In the entries that follow, the line with "filename src/ui/mod.rs" opens the range and the line with "filename src/main.rs" closes it; repeat that range exactly, both lines included.
-------- Data for this task --------
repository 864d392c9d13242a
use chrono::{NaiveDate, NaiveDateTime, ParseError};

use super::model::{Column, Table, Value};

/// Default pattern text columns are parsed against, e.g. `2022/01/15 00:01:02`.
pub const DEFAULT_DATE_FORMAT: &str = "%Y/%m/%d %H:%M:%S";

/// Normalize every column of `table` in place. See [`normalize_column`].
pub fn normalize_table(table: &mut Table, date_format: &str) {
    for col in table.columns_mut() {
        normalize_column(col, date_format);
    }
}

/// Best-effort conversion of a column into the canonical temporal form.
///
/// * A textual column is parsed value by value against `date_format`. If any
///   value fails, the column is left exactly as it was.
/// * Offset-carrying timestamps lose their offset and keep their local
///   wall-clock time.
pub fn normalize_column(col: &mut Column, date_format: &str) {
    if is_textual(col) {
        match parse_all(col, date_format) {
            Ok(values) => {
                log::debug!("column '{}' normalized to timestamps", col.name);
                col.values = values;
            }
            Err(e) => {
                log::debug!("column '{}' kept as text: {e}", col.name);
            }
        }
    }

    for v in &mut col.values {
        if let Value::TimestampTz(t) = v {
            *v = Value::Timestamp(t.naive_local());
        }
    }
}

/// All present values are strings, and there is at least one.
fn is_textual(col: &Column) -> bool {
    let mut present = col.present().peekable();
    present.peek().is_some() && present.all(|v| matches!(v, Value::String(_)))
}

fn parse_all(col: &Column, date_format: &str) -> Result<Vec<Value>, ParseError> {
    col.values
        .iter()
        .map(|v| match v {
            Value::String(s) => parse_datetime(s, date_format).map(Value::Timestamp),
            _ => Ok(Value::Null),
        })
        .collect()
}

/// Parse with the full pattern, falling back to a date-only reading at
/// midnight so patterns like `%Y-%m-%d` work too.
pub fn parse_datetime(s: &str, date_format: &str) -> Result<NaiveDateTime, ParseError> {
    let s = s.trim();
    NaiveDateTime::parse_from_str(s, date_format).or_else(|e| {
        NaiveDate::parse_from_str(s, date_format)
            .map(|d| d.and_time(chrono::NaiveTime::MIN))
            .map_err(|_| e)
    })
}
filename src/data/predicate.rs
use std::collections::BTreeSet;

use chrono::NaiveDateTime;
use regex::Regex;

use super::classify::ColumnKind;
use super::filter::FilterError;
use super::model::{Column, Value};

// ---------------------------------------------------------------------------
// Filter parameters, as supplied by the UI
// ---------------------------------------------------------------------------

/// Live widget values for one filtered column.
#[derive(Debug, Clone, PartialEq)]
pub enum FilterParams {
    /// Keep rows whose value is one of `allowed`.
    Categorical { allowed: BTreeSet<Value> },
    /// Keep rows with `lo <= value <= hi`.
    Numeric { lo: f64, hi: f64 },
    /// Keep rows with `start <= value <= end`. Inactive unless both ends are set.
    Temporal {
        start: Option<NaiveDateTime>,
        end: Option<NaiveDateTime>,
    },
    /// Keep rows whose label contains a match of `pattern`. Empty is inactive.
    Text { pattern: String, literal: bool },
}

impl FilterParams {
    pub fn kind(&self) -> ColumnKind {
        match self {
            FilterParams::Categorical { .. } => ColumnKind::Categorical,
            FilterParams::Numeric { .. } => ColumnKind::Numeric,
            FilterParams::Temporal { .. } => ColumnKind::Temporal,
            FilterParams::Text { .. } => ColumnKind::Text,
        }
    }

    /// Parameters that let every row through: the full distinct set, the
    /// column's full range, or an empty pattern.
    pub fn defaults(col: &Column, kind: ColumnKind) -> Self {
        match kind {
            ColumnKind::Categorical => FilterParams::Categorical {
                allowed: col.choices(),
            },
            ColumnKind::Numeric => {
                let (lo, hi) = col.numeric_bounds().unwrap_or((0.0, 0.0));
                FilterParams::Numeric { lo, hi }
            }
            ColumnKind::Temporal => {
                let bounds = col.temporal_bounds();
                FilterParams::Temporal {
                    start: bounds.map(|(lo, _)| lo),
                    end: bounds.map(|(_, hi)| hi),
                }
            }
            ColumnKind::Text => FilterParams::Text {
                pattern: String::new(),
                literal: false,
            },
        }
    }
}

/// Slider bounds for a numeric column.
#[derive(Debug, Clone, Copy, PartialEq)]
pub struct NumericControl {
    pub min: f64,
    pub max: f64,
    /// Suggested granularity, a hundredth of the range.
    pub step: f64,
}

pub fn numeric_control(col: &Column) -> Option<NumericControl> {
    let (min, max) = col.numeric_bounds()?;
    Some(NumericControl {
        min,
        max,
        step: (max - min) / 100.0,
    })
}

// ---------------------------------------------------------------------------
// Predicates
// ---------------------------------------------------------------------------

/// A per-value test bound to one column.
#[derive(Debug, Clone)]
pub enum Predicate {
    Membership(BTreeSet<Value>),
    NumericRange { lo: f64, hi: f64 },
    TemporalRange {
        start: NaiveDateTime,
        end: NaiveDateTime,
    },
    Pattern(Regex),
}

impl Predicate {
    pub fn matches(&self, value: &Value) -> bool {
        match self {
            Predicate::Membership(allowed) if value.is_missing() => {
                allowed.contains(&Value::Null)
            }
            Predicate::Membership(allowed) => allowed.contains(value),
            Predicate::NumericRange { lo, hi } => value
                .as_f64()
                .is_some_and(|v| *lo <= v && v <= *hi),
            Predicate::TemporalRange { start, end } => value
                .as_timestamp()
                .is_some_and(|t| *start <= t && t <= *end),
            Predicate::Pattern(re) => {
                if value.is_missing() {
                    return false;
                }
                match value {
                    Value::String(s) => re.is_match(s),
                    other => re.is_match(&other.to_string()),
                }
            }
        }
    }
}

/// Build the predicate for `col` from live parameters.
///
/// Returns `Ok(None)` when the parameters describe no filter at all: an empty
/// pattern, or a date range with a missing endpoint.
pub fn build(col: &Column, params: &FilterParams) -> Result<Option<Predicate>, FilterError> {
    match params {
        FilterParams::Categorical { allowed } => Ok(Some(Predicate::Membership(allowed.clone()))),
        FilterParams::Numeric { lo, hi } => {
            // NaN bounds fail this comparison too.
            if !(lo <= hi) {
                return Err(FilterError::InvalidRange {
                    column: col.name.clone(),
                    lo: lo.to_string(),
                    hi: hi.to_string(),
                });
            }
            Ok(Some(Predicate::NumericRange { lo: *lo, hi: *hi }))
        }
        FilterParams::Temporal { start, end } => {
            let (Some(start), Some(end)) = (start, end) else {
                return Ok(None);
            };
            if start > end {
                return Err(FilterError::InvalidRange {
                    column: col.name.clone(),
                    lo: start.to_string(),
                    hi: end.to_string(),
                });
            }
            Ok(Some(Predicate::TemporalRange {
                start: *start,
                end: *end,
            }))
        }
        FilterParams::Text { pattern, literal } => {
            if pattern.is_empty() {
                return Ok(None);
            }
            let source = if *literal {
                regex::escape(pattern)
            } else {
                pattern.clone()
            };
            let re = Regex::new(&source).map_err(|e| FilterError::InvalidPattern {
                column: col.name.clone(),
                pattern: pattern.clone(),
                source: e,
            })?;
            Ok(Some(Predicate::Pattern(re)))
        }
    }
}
--------
-------- Data for this task --------
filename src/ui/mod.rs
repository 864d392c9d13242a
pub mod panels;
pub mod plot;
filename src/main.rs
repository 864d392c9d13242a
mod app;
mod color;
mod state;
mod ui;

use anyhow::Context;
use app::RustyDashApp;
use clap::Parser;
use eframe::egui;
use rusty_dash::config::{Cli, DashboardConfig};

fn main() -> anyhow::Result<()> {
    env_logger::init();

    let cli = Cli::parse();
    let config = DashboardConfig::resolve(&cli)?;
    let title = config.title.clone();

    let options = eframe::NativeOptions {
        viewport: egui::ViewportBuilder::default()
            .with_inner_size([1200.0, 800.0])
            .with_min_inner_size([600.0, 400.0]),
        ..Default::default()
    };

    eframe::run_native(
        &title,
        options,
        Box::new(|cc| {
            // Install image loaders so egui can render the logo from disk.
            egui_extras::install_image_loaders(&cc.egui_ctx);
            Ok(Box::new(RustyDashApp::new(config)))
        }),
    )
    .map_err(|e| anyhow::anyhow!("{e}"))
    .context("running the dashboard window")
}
--------
Solved exercise -
filename src/ui/mod.rs
repository 864d392c9d13242a
pub mod panels;
pub mod plot;
filename src/main.rs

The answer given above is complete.